Preston Nyman and Eva Feiler to Lead DEAR JACK, DEAR LOUISE UK Premiere At Arcola Theatre
DEAR JACK, DEAR LOUISE is a two-hander drawn from the real love letters exchanged between playwright Ken Ludwig’s parents during World War II.
DEAR JACK, DEAR LOUISE, the play by Tony and two-time Olivier Award-winning playwright Ken Ludwig, will receive its UK premiere at Arcola Theatre, directed by Simon Reade.

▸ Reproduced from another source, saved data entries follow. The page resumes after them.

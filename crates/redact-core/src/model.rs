//! Domain model: detection input, occurrence identities, review status

use std::fmt;

use serde::{Deserialize, Serialize};

use crate::Result;

/// Position-derived identity of one located fragment (`L{line}:C{column}`).
///
/// Unique within one extraction pass; not stable across buffer edits.
#[derive(Debug, Clone, PartialEq, Eq, Hash, PartialOrd, Ord, Serialize, Deserialize)]
#[serde(transparent)]
pub struct OccurrenceKey(String);

impl OccurrenceKey {
    pub fn at(line: usize, column: usize) -> Self {
        Self(format!("L{}:C{}", line, column))
    }

    pub fn as_str(&self) -> &str {
        &self.0
    }
}

impl fmt::Display for OccurrenceKey {
    fn fmt(&self, f: &mut fmt::Formatter<'_>) -> fmt::Result {
        f.write_str(&self.0)
    }
}

impl From<&str> for OccurrenceKey {
    fn from(value: &str) -> Self {
        Self(value.to_string())
    }
}

/// Value-derived identity shared by every occurrence of the same `(type, value)` pair.
///
/// Stable across edits and re-extractions: a decision made about one instance
/// applies to all of them.
#[derive(Debug, Clone, PartialEq, Eq, Hash, PartialOrd, Ord, Serialize, Deserialize)]
#[serde(transparent)]
pub struct GroupKey(String);

impl GroupKey {
    const HEX_LEN: usize = 16;

    pub fn derive(detected_type: &str, value: &str) -> Self {
        let hash = blake3::hash(format!("{}:{}", detected_type, value).as_bytes());
        Self(hash.to_hex().as_str()[..Self::HEX_LEN].to_string())
    }

    pub fn as_str(&self) -> &str {
        &self.0
    }
}

impl fmt::Display for GroupKey {
    fn fmt(&self, f: &mut fmt::Formatter<'_>) -> fmt::Result {
        f.write_str(&self.0)
    }
}

#[derive(Debug, Clone, Copy, PartialEq, Eq, PartialOrd, Ord, Default, Serialize, Deserialize)]
#[serde(rename_all = "lowercase")]
pub enum ConfidenceLevel {
    #[default]
    Low,
    Medium,
    High,
}

impl ConfidenceLevel {
    pub fn label(&self) -> &'static str {
        match self {
            ConfidenceLevel::Low => "low",
            ConfidenceLevel::Medium => "medium",
            ConfidenceLevel::High => "high",
        }
    }
}

/// One classifier suggestion. Every field is optional on the wire; entries
/// without a title or examples are skipped during extraction.
#[derive(Debug, Clone, Default, Serialize, Deserialize)]
pub struct Suggestion {
    #[serde(default)]
    pub title: Option<String>,
    #[serde(default)]
    pub message: Option<String>,
    #[serde(default)]
    pub examples: Option<Vec<String>>,
}

impl Suggestion {
    pub fn new(title: &str, message: &str, examples: &[&str]) -> Self {
        Self {
            title: Some(title.to_string()),
            message: Some(message.to_string()),
            examples: Some(examples.iter().map(|e| e.to_string()).collect()),
        }
    }
}

/// Pre-computed classifier output
#[derive(Debug, Clone, Default, Serialize, Deserialize)]
#[serde(rename_all = "camelCase")]
pub struct DetectionResult {
    #[serde(rename = "containsPHI")]
    pub contains_phi: bool,
    #[serde(default)]
    pub confidence_level: ConfidenceLevel,
    #[serde(default)]
    pub suggestions: Option<Vec<Suggestion>>,
    /// Suggestion entries that could not be decoded at all
    #[serde(skip)]
    pub malformed_entries: usize,
}

#[derive(Deserialize)]
#[serde(rename_all = "camelCase")]
struct RawDetection {
    #[serde(rename = "containsPHI", default)]
    contains_phi: bool,
    #[serde(default)]
    confidence_level: ConfidenceLevel,
    #[serde(default)]
    suggestions: Option<Vec<serde_json::Value>>,
}

impl DetectionResult {
    pub fn new(confidence_level: ConfidenceLevel, suggestions: Vec<Suggestion>) -> Self {
        Self {
            contains_phi: !suggestions.is_empty(),
            confidence_level,
            suggestions: Some(suggestions),
            malformed_entries: 0,
        }
    }

    /// Decode classifier JSON. Suggestion entries with the wrong shape are
    /// dropped and counted instead of failing the whole document.
    pub fn from_json(json: &str) -> Result<Self> {
        let raw: RawDetection = serde_json::from_str(json)?;

        let mut malformed_entries = 0;
        let suggestions = raw.suggestions.map(|values| {
            values
                .into_iter()
                .filter_map(|value| match serde_json::from_value::<Suggestion>(value) {
                    Ok(suggestion) => Some(suggestion),
                    Err(e) => {
                        tracing::debug!("Dropping undecodable suggestion: {}", e);
                        malformed_entries += 1;
                        None
                    }
                })
                .collect()
        });

        Ok(Self {
            contains_phi: raw.contains_phi,
            confidence_level: raw.confidence_level,
            suggestions,
            malformed_entries,
        })
    }

    /// True when there is nothing to review
    pub fn is_clear(&self) -> bool {
        !self.contains_phi || self.suggestions.as_ref().is_none_or(|s| s.is_empty())
    }
}

#[derive(Debug, Clone, Copy, PartialEq, Eq, PartialOrd, Ord, Hash, Default, Serialize, Deserialize)]
#[serde(rename_all = "lowercase")]
pub enum ReviewStatus {
    #[default]
    Pending,
    Accepted,
    Skipped,
}

impl ReviewStatus {
    pub fn label(&self) -> &'static str {
        match self {
            ReviewStatus::Pending => "pending",
            ReviewStatus::Accepted => "accepted",
            ReviewStatus::Skipped => "skipped",
        }
    }

    pub fn is_decided(&self) -> bool {
        !matches!(self, ReviewStatus::Pending)
    }
}

/// One located fragment of sensitive text.
///
/// Columns are 1-based character offsets; `column_end` is exclusive.
#[derive(Debug, Clone, PartialEq, Serialize, Deserialize)]
#[serde(rename_all = "camelCase")]
pub struct Occurrence {
    #[serde(rename = "occurrenceId")]
    pub key: OccurrenceKey,
    #[serde(rename = "groupId")]
    pub group: GroupKey,
    #[serde(rename = "lineNumber")]
    pub line: usize,
    pub column_start: usize,
    pub column_end: usize,
    pub original_value: String,
    /// Text currently occupying the span: the original value, or the
    /// replacement once the group has been accepted
    pub matched_text: String,
    pub detected_type: String,
    pub message: String,
    pub confidence_level: ConfidenceLevel,
    pub suggested_replacement: String,
}

impl Occurrence {
    pub fn is_redacted(&self) -> bool {
        self.matched_text != self.original_value
    }
}

#[cfg(test)]
mod tests {
    use super::*;

    #[test]
    fn test_group_key_is_stable() {
        let a = GroupKey::derive("Email", "x@y.com");
        let b = GroupKey::derive("Email", "x@y.com");
        assert_eq!(a, b);
        assert_eq!(a.as_str().len(), 16);
    }

    #[test]
    fn test_group_key_depends_on_type_and_value() {
        let email = GroupKey::derive("Email", "x@y.com");
        assert_ne!(email, GroupKey::derive("Name", "x@y.com"));
        assert_ne!(email, GroupKey::derive("Email", "x@y.co"));
    }

    #[test]
    fn test_occurrence_key_format() {
        assert_eq!(OccurrenceKey::at(2, 4).as_str(), "L2:C4");
    }

    #[test]
    fn test_detection_from_json() {
        let json = r#"{
            "containsPHI": true,
            "confidenceLevel": "high",
            "suggestions": [
                {"title": "Email", "message": "Email address", "examples": ["x@y.com"]},
                {"title": "Phone"},
                {"title": 42, "examples": "nope"}
            ]
        }"#;

        let detection = DetectionResult::from_json(json).unwrap();
        assert!(detection.contains_phi);
        assert_eq!(detection.confidence_level, ConfidenceLevel::High);
        assert_eq!(detection.suggestions.as_ref().unwrap().len(), 2);
        assert_eq!(detection.malformed_entries, 1);
        assert!(!detection.is_clear());
    }

    #[test]
    fn test_detection_without_suggestions_is_clear() {
        let detection = DetectionResult::from_json(r#"{"containsPHI": true}"#).unwrap();
        assert!(detection.is_clear());

        let detection = DetectionResult::from_json(r#"{"containsPHI": false, "suggestions": []}"#).unwrap();
        assert!(detection.is_clear());
    }

    #[test]
    fn test_detection_rejects_non_object() {
        assert!(DetectionResult::from_json("[1, 2]").is_err());
    }
}
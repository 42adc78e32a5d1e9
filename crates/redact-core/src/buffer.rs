//! The mutable text under review

/// Borrowed access to the text under review.
///
/// The core reads the whole text, computes the new one and writes it back.
/// Hosts that render the text refresh on `set_text`.
pub trait TextBuffer {
    fn text(&self) -> String;
    fn set_text(&mut self, text: String);
}

/// In-memory buffer that counts writes
#[derive(Debug, Clone, Default)]
pub struct StringBuffer {
    text: String,
    revision: u64,
}

impl StringBuffer {
    pub fn new(text: impl Into<String>) -> Self {
        Self {
            text: text.into(),
            revision: 0,
        }
    }

    pub fn as_str(&self) -> &str {
        &self.text
    }

    /// Incremented on every write
    pub fn revision(&self) -> u64 {
        self.revision
    }

    pub fn into_string(self) -> String {
        self.text
    }
}

impl TextBuffer for StringBuffer {
    fn text(&self) -> String {
        self.text.clone()
    }

    fn set_text(&mut self, text: String) {
        self.text = text;
        self.revision += 1;
    }
}

impl TextBuffer for String {
    fn text(&self) -> String {
        self.clone()
    }

    fn set_text(&mut self, text: String) {
        *self = text;
    }
}
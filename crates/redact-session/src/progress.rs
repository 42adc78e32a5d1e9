use redact_core::{LiveGroup, Occurrence, ReviewState, ReviewStatus};
use serde::Serialize;

/// Review counters
#[derive(Debug, Clone, Copy, Default, PartialEq, Eq, Serialize)]
#[serde(rename_all = "camelCase")]
pub struct Progress {
    pub unique_groups: usize,
    pub occurrences: usize,
    pub accepted: usize,
    pub skipped: usize,
    pub pending: usize,
    /// Occurrences of accepted groups that show the original value again
    pub unredacted: usize,
}

impl Progress {
    /// Counts every live group, including accepted groups whose positions
    /// another group claimed. A pending group with no visible occurrence
    /// has nothing left to review and is left out.
    pub fn compute(
        occurrences: &[Occurrence],
        groups: &[LiveGroup],
        state: &ReviewState,
    ) -> Self {
        let mut progress = Progress {
            occurrences: occurrences.len(),
            ..Default::default()
        };

        for live in groups {
            let status = state.status(&live.group);
            if live.is_shadowed() && status == ReviewStatus::Pending {
                continue;
            }
            progress.unique_groups += 1;
            match status {
                ReviewStatus::Accepted => progress.accepted += 1,
                ReviewStatus::Skipped => progress.skipped += 1,
                ReviewStatus::Pending => progress.pending += 1,
            }
        }

        progress.unredacted = occurrences
            .iter()
            .filter(|o| state.status(&o.group) == ReviewStatus::Accepted && !o.is_redacted())
            .count();

        progress
    }

    /// Every group has a decision and no accepted value shows in the clear
    pub fn is_resolved(&self) -> bool {
        self.unique_groups > 0 && self.pending == 0 && self.unredacted == 0
    }

    pub fn decided(&self) -> usize {
        self.accepted + self.skipped
    }
}

#[cfg(test)]
mod tests {
    use super::*;
    use redact_core::{ConfidenceLevel, DetectionResult, Extractor, GroupKey, Suggestion};

    fn compute(text: &str, examples: &[&str], state: &ReviewState) -> Progress {
        let detection = DetectionResult::new(
            ConfidenceLevel::High,
            vec![Suggestion::new("Email", "Email address", examples)],
        );
        let extraction = Extractor::default().extract(&detection, text, state);
        Progress::compute(&extraction.occurrences, &extraction.groups, state)
    }

    #[test]
    fn test_counts_groups_and_occurrences() {
        let progress = compute(
            "a@b.com c@d.com a@b.com",
            &["a@b.com", "c@d.com"],
            &ReviewState::new(),
        );

        assert_eq!(progress.unique_groups, 2);
        assert_eq!(progress.occurrences, 3);
        assert_eq!(progress.pending, 2);
        assert!(!progress.is_resolved());
    }

    #[test]
    fn test_reappeared_original_blocks_resolution() {
        let mut state = ReviewState::new();
        let group = GroupKey::derive("Email", "a@b.com");
        state
            .set_status(&group, ReviewStatus::Accepted, Some("a@b.com".to_string()))
            .unwrap();

        let progress = compute("user@example.com\na@b.com", &["a@b.com"], &state);

        assert_eq!(progress.accepted, 1);
        assert_eq!(progress.unredacted, 1);
        assert!(!progress.is_resolved());

        let progress = compute("user@example.com", &["a@b.com"], &state);
        assert_eq!(progress.unredacted, 0);
        assert!(progress.is_resolved());
    }

    #[test]
    fn test_serializes_camel_case() {
        let progress = compute("a@b.com", &["a@b.com"], &ReviewState::new());
        let json = serde_json::to_value(progress).unwrap();

        assert_eq!(json["uniqueGroups"], 1);
        assert!(json.get("unique_groups").is_none());
    }
}
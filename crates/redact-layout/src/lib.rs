//! Column layout for the review table
//!
//! Proportional width allocation per breakpoint, plus resize of one column
//! against its neighbour with the total width conserved.

pub mod allocate;
pub mod breakpoint;
pub mod error;

pub use allocate::ColumnLayout;
pub use breakpoint::{Breakpoint, BreakpointThresholds, ColumnWeight, LayoutTables, WeightTable};
pub use error::{LayoutError, Result};
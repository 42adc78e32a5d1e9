//! Review state store: per-group decisions that survive re-extraction

use std::collections::{HashMap, HashSet};

use crate::model::{GroupKey, ReviewStatus};
use crate::{Error, Result};

/// Decisions keyed by group.
///
/// A group with no status entry is pending. `snapshot` holds the original
/// value captured at acceptance and is only removed when the group returns
/// to pending.
#[derive(Debug, Clone, Default)]
pub struct ReviewState {
    status: HashMap<GroupKey, ReviewStatus>,
    custom: HashMap<GroupKey, String>,
    snapshot: HashMap<GroupKey, String>,
}

impl ReviewState {
    pub fn new() -> Self {
        Self::default()
    }

    pub fn status(&self, group: &GroupKey) -> ReviewStatus {
        self.status.get(group).copied().unwrap_or_default()
    }

    pub fn custom_replacement(&self, group: &GroupKey) -> Option<&str> {
        self.custom.get(group).map(String::as_str)
    }

    pub fn snapshot(&self, group: &GroupKey) -> Option<&str> {
        self.snapshot.get(group).map(String::as_str)
    }

    /// Custom override if present, else the suggested default
    pub fn effective_replacement<'a>(&'a self, group: &GroupKey, suggested: &'a str) -> &'a str {
        self.custom_replacement(group).unwrap_or(suggested)
    }

    /// Set a group's status.
    ///
    /// Accepting requires a snapshot unless one was already captured; an
    /// existing snapshot is never overwritten. Returning to pending clears it.
    pub fn set_status(
        &mut self,
        group: &GroupKey,
        status: ReviewStatus,
        snapshot: Option<String>,
    ) -> Result<()> {
        match status {
            ReviewStatus::Accepted => {
                if !self.snapshot.contains_key(group) {
                    let original = snapshot.ok_or_else(|| Error::MissingSnapshot(group.clone()))?;
                    self.snapshot.insert(group.clone(), original);
                }
                self.status.insert(group.clone(), status);
            }
            ReviewStatus::Skipped => {
                self.status.insert(group.clone(), status);
            }
            ReviewStatus::Pending => {
                self.status.remove(group);
                self.snapshot.remove(group);
            }
        }
        Ok(())
    }

    pub fn set_custom_replacement(&mut self, group: &GroupKey, text: impl Into<String>) {
        self.custom.insert(group.clone(), text.into());
    }

    pub fn clear_custom_replacement(&mut self, group: &GroupKey) {
        self.custom.remove(group);
    }

    /// Keep only entries whose group is still live
    pub fn reconcile<'a>(&mut self, live: impl IntoIterator<Item = &'a GroupKey>) {
        let live: HashSet<&GroupKey> = live.into_iter().collect();
        let before = self.tracked_groups();

        self.status.retain(|k, _| live.contains(k));
        self.custom.retain(|k, _| live.contains(k));
        self.snapshot.retain(|k, _| live.contains(k));

        let dropped = before.saturating_sub(self.tracked_groups());
        if dropped > 0 {
            tracing::debug!("Reconcile dropped {} stale groups", dropped);
        }
    }

    pub fn clear(&mut self) {
        self.status.clear();
        self.custom.clear();
        self.snapshot.clear();
    }

    /// Number of groups with any recorded state
    pub fn tracked_groups(&self) -> usize {
        let mut keys: HashSet<&GroupKey> = self.status.keys().collect();
        keys.extend(self.custom.keys());
        keys.extend(self.snapshot.keys());
        keys.len()
    }

    pub fn is_empty(&self) -> bool {
        self.status.is_empty() && self.custom.is_empty() && self.snapshot.is_empty()
    }

    /// Accepted groups with their snapshot
    pub fn accepted(&self) -> impl Iterator<Item = (&GroupKey, &str)> {
        self.status
            .iter()
            .filter(|(_, status)| **status == ReviewStatus::Accepted)
            .filter_map(|(group, _)| self.snapshot(group).map(|s| (group, s)))
    }
}

#[cfg(test)]
mod tests {
    use super::*;

    fn key(value: &str) -> GroupKey {
        GroupKey::derive("Email", value)
    }

    #[test]
    fn test_default_is_pending() {
        let state = ReviewState::new();
        assert_eq!(state.status(&key("a")), ReviewStatus::Pending);
        assert!(state.is_empty());
    }

    #[test]
    fn test_accept_requires_snapshot() {
        let mut state = ReviewState::new();
        let group = key("a");

        assert!(state.set_status(&group, ReviewStatus::Accepted, None).is_err());
        assert_eq!(state.status(&group), ReviewStatus::Pending);

        state
            .set_status(&group, ReviewStatus::Accepted, Some("a".to_string()))
            .unwrap();
        assert_eq!(state.status(&group), ReviewStatus::Accepted);
        assert_eq!(state.snapshot(&group), Some("a"));
    }

    #[test]
    fn test_snapshot_is_not_overwritten() {
        let mut state = ReviewState::new();
        let group = key("a");

        state
            .set_status(&group, ReviewStatus::Accepted, Some("first".to_string()))
            .unwrap();
        state
            .set_status(&group, ReviewStatus::Accepted, Some("second".to_string()))
            .unwrap();
        assert_eq!(state.snapshot(&group), Some("first"));
    }

    #[test]
    fn test_pending_clears_snapshot_but_keeps_custom() {
        let mut state = ReviewState::new();
        let group = key("a");

        state.set_custom_replacement(&group, "REDACTED");
        state
            .set_status(&group, ReviewStatus::Accepted, Some("a".to_string()))
            .unwrap();
        state.set_status(&group, ReviewStatus::Pending, None).unwrap();

        assert_eq!(state.status(&group), ReviewStatus::Pending);
        assert_eq!(state.snapshot(&group), None);
        assert_eq!(state.custom_replacement(&group), Some("REDACTED"));
    }

    #[test]
    fn test_effective_replacement() {
        let mut state = ReviewState::new();
        let group = key("a");

        assert_eq!(state.effective_replacement(&group, "user@example.com"), "user@example.com");
        state.set_custom_replacement(&group, "REDACTED");
        assert_eq!(state.effective_replacement(&group, "user@example.com"), "REDACTED");
    }

    #[test]
    fn test_reconcile_keeps_live_and_drops_stale() {
        let mut state = ReviewState::new();
        let live = key("live");
        let stale = key("stale");

        state
            .set_status(&live, ReviewStatus::Accepted, Some("live".to_string()))
            .unwrap();
        state.set_custom_replacement(&live, "X");
        state.set_status(&stale, ReviewStatus::Skipped, None).unwrap();
        state.set_custom_replacement(&stale, "Y");

        state.reconcile([&live]);

        assert_eq!(state.status(&live), ReviewStatus::Accepted);
        assert_eq!(state.custom_replacement(&live), Some("X"));
        assert_eq!(state.snapshot(&live), Some("live"));
        assert_eq!(state.status(&stale), ReviewStatus::Pending);
        assert_eq!(state.custom_replacement(&stale), None);
        assert_eq!(state.tracked_groups(), 1);
    }

    #[test]
    fn test_clear() {
        let mut state = ReviewState::new();
        state.set_status(&key("a"), ReviewStatus::Skipped, None).unwrap();
        state.set_custom_replacement(&key("b"), "X");
        state.clear();
        assert!(state.is_empty());
    }
}
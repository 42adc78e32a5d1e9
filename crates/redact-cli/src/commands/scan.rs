use anyhow::Result;
use redact_config::Config;
use redact_core::{Occurrence, StringBuffer};
use redact_session::{Progress, ReviewSession};
use serde::Serialize;

use super::load_session;
use crate::cli::Inputs;

#[derive(Debug, Serialize)]
#[serde(rename_all = "camelCase")]
pub struct ScanReport<'a> {
    pub occurrences: &'a [Occurrence],
    pub progress: Progress,
    pub skipped_suggestions: usize,
}

impl<'a> ScanReport<'a> {
    pub fn new(session: &'a ReviewSession<StringBuffer>) -> Self {
        Self {
            occurrences: session.occurrences(),
            progress: session.progress(),
            skipped_suggestions: session.skipped_suggestions(),
        }
    }
}

pub fn handle(inputs: &Inputs, config: &Config) -> Result<()> {
    let session = load_session(inputs, config)?;
    let report = ScanReport::new(&session);
    println!("{}", serde_json::to_string_pretty(&report)?);
    Ok(())
}
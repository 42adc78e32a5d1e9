//! Proportional width allocation and neighbour-compensated resize

use crate::breakpoint::WeightTable;
use crate::{LayoutError, Result};

/// Concrete column widths for one viewport width
#[derive(Debug, Clone, PartialEq, Eq)]
pub struct ColumnLayout {
    names: Vec<String>,
    widths: Vec<u32>,
    min_width: u32,
}

impl ColumnLayout {
    /// Distribute `available` across the table's columns.
    ///
    /// Each visible column gets `round(weight / total * available)`, raised to
    /// `min_width`. Whatever rounding leaves over (or overshoots) goes to the
    /// last visible column in declaration order. If that leaves the last
    /// column under the minimum, the shortfall is taken back from earlier
    /// columns, nearest first, so every visible column keeps `min_width`.
    pub fn allocate(table: &WeightTable, available: u32, min_width: u32) -> Result<Self> {
        let total = table.total_weight();
        let last_visible = table.last_visible().ok_or(LayoutError::NoVisibleColumns)?;

        let visible = table.columns().iter().filter(|c| c.weight > 0).count();
        let required = u64::from(min_width) * visible as u64;
        if required > u64::from(available) {
            tracing::debug!(
                "Viewport {} too narrow for {} columns at minimum {}",
                available,
                visible,
                min_width
            );
            return Err(LayoutError::TooNarrow {
                available,
                required,
            });
        }

        let mut widths: Vec<u32> = table
            .columns()
            .iter()
            .map(|column| {
                if column.weight == 0 {
                    return 0;
                }
                let share = f64::from(column.weight) / total as f64 * f64::from(available);
                (share.round() as u32).max(min_width)
            })
            .collect();

        let allocated: i64 = widths.iter().map(|w| i64::from(*w)).sum();
        let remainder = i64::from(available) - allocated;
        let adjusted = i64::from(widths[last_visible]) + remainder;

        let mut deficit = i64::from(min_width) - adjusted;
        widths[last_visible] = adjusted.max(i64::from(min_width)) as u32;
        for width in widths[..last_visible].iter_mut().rev() {
            if deficit <= 0 {
                break;
            }
            if *width == 0 {
                continue;
            }
            let taken = deficit.min(i64::from(width.saturating_sub(min_width)));
            *width -= taken as u32;
            deficit -= taken;
        }

        Ok(Self {
            names: table.columns().iter().map(|c| c.name.clone()).collect(),
            widths,
            min_width,
        })
    }

    pub fn widths(&self) -> &[u32] {
        &self.widths
    }

    pub fn names(&self) -> &[String] {
        &self.names
    }

    pub fn width_of(&self, name: &str) -> Option<u32> {
        self.names
            .iter()
            .position(|n| n == name)
            .map(|index| self.widths[index])
    }

    pub fn is_visible(&self, index: usize) -> bool {
        self.widths.get(index).is_some_and(|w| *w > 0)
    }

    /// Visible columns as `(index, name, width)`
    pub fn visible(&self) -> impl Iterator<Item = (usize, &str, u32)> {
        self.names
            .iter()
            .zip(&self.widths)
            .enumerate()
            .filter(|(_, (_, w))| **w > 0)
            .map(|(i, (n, w))| (i, n.as_str(), *w))
    }

    pub fn total(&self) -> u32 {
        self.widths.iter().sum()
    }

    pub fn len(&self) -> usize {
        self.widths.len()
    }

    pub fn is_empty(&self) -> bool {
        self.widths.is_empty()
    }

    /// Grow (positive) or shrink (negative) column `index` by `delta`,
    /// mirroring the change into its neighbour: the next column, or the
    /// previous one for the last column.
    ///
    /// Neither column is pushed below the minimum; the delta is capped
    /// instead. Returns the delta actually applied. Resizing a hidden column
    /// or against a hidden neighbour applies nothing.
    pub fn resize(&mut self, index: usize, delta: i32) -> Result<i32> {
        let len = self.widths.len();
        if index >= len {
            return Err(LayoutError::ColumnOutOfRange { index, len });
        }

        let neighbour = if index + 1 < len {
            index + 1
        } else if index > 0 {
            index - 1
        } else {
            return Ok(0);
        };

        let own = self.widths[index];
        let other = self.widths[neighbour];
        if own == 0 || other == 0 {
            return Ok(0);
        }

        let applied = if delta >= 0 {
            delta.min(headroom(other, self.min_width))
        } else {
            -delta.saturating_abs().min(headroom(own, self.min_width))
        };

        self.widths[index] = (i64::from(own) + i64::from(applied)) as u32;
        self.widths[neighbour] = (i64::from(other) - i64::from(applied)) as u32;

        Ok(applied)
    }
}

/// How far a column can shrink before hitting the minimum
fn headroom(width: u32, min_width: u32) -> i32 {
    width.saturating_sub(min_width).min(i32::MAX as u32) as i32
}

The production will star Preston Nyman as Jack and Eva Feiler as Louise. Nyman’s theatre credits include Ghost Stories (UK Tour and Peacock Theatre), The Deep Blue Sea (Ustinov Studio, Theatre Royal Bath and Theatre Royal Haymarket), and George’s Marvellous Medicine (Curve, Rose Kingston and UK Tour). His film credits include Zazu in Mufasa: The Lion King and Eustace in Agatha Christie’s Crooked House. His television work includes A Small Light, Ridley Road, Stath Lets Flats, Catch-22, Silent Witness, This Country, Doctors, and Doc Martin.
Feiler trained at the Guildhall School of Music & Drama, where she received the Gold Medal and the Michael Bryant Award. Her stage credits include productions of Othello and The Merchant of Venice with the Royal Shakespeare Company, The Divine Mrs S at Hampstead Theatre, Black Chiffon at Park Theatre, The Winter’s Tale at Sheffield Crucible, Square Rounds at the Finborough Theatre, and Macbeth, A Midsummer Night’s Dream, and The Picture of Dorian Gray at Watermill Theatre. She has also appeared in Northanger Abbey on tour and in Romeo and Juliet and Macbeth at the Royal Festival Hall as part of Shakespeare 400. Her screen work includes We Were the Lucky Ones, Beyond Paradise, Father Brown, and season four of The Crown.
DEAR JACK, DEAR LOUISE is a two-hander drawn from the real love letters exchanged between Ludwig’s parents during World War II. The story follows Jack, a military doctor and U.S. Army captain stationed in Oregon, and Louise, an aspiring Broadway performer living in New York. Though separated by 3,000 miles, the two begin a correspondence that grows from a single letter into hundreds, forming a relationship sustained entirely through the written word.
Director Simon Reade said the play “takes the most intimate and personal and makes it epic by staging it against the jackboot march of world history,” describing Ludwig’s script as “a love letter to his parents” rooted in both comedy and the seriousness of wartime experience.
The production will run in Studio 1 at Arcola Theatre from April 2 through May 2, with performances at 7:00 p.m. Monday through Saturday and Saturday matinees at 3:30 p.m.